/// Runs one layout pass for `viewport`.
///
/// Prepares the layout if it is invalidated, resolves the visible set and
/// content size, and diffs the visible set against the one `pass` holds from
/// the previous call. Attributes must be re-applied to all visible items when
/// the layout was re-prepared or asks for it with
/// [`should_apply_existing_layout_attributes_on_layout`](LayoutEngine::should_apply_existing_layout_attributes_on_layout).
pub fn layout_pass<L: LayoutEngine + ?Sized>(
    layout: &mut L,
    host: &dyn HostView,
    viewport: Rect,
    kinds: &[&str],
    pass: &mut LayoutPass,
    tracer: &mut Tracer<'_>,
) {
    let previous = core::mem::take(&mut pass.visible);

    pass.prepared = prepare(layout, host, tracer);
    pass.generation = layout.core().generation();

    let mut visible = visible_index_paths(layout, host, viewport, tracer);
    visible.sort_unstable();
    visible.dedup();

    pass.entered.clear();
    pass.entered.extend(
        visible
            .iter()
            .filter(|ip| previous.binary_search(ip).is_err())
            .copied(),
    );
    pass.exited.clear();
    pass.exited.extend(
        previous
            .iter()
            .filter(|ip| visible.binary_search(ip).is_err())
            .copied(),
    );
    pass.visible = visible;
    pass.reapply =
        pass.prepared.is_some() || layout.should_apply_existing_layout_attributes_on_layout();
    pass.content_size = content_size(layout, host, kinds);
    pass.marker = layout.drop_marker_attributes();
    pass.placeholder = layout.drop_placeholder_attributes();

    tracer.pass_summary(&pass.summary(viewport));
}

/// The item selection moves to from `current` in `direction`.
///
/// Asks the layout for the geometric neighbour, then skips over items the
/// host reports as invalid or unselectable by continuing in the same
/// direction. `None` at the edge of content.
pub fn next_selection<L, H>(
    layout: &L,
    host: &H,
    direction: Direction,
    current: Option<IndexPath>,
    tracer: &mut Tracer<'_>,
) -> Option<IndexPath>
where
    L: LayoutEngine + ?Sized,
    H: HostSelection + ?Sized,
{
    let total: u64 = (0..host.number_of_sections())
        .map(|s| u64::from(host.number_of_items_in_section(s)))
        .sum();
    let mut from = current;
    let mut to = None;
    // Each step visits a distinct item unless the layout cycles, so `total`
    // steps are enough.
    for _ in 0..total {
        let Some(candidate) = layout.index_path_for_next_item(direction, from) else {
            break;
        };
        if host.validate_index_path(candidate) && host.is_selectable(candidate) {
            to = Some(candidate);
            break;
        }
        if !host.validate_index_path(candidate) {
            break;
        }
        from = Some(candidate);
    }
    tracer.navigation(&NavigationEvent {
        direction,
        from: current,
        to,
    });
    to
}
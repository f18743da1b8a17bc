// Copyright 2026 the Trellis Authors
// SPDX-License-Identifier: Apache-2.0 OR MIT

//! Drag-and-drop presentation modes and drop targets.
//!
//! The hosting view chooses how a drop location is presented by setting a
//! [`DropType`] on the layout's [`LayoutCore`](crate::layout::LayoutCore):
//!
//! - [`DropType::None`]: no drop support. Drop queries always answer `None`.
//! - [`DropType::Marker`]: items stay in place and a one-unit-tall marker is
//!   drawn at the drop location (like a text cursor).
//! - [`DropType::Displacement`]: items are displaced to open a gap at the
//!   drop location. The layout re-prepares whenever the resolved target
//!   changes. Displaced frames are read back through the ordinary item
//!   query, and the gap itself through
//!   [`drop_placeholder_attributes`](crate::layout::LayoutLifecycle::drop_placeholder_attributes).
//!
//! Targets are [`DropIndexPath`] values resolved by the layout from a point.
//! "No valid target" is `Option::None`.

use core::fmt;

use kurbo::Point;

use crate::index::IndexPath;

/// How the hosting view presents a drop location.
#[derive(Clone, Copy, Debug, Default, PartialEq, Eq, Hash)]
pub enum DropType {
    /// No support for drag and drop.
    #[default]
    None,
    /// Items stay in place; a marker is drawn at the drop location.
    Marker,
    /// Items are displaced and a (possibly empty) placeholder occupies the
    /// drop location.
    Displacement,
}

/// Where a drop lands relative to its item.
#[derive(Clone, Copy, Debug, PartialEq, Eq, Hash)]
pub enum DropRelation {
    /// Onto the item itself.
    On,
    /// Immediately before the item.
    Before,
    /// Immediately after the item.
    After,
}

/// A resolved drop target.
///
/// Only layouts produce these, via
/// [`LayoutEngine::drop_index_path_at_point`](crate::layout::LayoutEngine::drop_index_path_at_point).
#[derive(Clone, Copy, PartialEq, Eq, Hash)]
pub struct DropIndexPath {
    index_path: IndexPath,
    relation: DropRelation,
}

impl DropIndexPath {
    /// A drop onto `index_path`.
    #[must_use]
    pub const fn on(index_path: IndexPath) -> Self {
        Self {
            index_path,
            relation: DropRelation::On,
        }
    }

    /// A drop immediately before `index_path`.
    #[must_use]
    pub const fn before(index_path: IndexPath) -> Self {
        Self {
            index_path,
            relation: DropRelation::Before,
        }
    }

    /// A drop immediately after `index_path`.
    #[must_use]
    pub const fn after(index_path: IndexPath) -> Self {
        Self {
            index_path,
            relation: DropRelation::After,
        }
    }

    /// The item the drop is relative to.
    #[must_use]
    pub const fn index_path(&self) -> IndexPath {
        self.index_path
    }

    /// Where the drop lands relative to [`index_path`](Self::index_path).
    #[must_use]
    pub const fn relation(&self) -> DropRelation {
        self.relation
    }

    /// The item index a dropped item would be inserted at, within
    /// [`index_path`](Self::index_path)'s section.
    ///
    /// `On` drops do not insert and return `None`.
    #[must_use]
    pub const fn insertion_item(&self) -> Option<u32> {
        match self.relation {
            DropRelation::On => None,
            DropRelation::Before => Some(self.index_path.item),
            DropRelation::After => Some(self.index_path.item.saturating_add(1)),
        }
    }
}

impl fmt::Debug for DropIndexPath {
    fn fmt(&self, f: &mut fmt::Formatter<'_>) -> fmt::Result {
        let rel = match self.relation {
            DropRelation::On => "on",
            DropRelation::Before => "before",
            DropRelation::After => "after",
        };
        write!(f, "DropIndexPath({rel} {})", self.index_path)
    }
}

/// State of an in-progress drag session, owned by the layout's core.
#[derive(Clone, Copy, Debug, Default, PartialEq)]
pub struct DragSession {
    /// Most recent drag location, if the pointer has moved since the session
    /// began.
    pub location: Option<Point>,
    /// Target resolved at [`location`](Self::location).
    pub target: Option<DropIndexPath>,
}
===
## What this task involves
In the material above, please find every line that includes the word "current" and copy it.

## Problem solution
/// The item selection moves to from `current` in `direction`.
    current: Option<IndexPath>,
    let mut from = current;
        from: current,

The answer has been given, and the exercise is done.